-------- Records for this exercise

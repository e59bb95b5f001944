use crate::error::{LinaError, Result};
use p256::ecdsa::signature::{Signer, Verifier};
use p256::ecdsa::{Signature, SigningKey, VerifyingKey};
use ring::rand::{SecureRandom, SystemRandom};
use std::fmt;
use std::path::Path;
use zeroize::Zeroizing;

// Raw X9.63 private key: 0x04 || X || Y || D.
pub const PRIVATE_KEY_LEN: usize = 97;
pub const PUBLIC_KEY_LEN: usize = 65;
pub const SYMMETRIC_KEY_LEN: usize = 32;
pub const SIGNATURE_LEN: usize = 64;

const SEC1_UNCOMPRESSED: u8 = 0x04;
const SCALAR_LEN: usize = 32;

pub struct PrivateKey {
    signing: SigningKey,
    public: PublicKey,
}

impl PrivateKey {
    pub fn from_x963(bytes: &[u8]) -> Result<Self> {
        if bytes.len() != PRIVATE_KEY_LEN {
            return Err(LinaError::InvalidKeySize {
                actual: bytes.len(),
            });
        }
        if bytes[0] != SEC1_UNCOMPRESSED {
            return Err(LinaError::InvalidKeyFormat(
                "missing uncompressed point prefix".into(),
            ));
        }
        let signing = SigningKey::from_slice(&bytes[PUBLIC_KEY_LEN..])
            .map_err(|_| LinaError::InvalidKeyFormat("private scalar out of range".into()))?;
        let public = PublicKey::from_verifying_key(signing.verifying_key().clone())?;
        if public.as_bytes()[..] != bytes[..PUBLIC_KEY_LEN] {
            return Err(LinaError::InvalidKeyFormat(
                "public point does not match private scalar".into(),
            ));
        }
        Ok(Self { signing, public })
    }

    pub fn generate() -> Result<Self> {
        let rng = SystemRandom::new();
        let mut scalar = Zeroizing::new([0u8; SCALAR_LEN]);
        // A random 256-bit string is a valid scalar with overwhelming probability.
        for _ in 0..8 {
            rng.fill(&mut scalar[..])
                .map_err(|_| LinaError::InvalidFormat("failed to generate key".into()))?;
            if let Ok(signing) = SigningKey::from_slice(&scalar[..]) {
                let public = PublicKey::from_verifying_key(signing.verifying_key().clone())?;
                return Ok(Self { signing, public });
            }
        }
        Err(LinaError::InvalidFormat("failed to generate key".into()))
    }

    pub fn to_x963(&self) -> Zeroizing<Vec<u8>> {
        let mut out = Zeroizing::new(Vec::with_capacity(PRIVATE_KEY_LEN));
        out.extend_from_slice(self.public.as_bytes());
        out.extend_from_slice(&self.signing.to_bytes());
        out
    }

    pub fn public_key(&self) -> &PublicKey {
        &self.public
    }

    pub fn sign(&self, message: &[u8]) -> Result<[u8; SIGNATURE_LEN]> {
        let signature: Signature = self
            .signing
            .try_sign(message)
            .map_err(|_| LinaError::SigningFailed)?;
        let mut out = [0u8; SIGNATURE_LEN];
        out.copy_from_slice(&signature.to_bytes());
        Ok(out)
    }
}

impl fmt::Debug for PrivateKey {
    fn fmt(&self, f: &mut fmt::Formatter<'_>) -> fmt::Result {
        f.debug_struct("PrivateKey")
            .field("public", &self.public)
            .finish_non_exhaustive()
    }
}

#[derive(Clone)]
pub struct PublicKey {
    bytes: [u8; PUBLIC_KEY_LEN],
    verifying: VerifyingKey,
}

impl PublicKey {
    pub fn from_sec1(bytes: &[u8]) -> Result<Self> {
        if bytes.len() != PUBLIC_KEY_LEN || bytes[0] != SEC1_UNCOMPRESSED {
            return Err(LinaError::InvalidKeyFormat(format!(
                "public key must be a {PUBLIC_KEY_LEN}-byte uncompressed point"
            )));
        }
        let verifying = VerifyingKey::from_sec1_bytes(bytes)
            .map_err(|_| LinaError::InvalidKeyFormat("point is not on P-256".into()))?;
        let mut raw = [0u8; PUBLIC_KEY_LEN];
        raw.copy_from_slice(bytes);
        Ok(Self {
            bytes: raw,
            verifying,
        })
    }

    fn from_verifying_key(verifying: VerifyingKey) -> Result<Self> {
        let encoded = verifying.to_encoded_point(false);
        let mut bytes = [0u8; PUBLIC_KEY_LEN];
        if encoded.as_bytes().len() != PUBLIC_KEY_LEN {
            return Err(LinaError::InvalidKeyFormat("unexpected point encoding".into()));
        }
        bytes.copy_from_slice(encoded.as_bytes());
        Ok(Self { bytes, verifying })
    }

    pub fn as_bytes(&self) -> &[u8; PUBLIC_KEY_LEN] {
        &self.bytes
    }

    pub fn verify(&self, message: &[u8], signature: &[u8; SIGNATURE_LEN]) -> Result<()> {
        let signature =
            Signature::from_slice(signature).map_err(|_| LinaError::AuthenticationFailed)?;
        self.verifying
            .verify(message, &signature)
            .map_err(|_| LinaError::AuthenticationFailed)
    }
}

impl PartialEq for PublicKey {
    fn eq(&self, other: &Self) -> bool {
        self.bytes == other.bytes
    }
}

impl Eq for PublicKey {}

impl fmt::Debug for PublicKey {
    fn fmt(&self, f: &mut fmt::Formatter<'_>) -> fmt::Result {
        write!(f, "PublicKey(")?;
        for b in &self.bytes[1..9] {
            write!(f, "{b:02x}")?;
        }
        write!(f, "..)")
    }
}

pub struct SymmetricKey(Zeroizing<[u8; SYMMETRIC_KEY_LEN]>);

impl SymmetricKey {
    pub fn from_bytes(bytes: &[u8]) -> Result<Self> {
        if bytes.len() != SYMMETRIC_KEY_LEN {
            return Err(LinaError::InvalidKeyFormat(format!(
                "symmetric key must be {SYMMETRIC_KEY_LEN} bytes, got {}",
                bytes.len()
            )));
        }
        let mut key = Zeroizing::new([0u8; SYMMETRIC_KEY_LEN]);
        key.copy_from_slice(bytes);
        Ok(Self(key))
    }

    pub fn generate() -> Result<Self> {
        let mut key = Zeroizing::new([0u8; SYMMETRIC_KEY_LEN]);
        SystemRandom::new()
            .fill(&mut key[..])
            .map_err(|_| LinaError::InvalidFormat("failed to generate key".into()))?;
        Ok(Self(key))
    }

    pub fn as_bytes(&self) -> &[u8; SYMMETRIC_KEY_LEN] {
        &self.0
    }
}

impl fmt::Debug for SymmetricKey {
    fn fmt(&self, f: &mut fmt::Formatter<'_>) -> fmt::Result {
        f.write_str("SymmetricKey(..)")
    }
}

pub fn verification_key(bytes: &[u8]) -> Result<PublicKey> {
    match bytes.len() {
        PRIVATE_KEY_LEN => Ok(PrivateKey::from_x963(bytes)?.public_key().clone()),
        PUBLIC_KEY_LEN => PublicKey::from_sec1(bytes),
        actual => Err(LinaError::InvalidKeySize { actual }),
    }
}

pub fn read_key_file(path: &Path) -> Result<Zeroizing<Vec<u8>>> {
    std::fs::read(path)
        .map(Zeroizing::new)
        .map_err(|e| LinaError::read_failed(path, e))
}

----------------

- Task -
Identify the lines of the data that contain the word "must". Copy each of them.

- Result of the exercise -
                "public key must be a {PUBLIC_KEY_LEN}-byte uncompressed point"
                "symmetric key must be {SYMMETRIC_KEY_LEN} bytes, got {}",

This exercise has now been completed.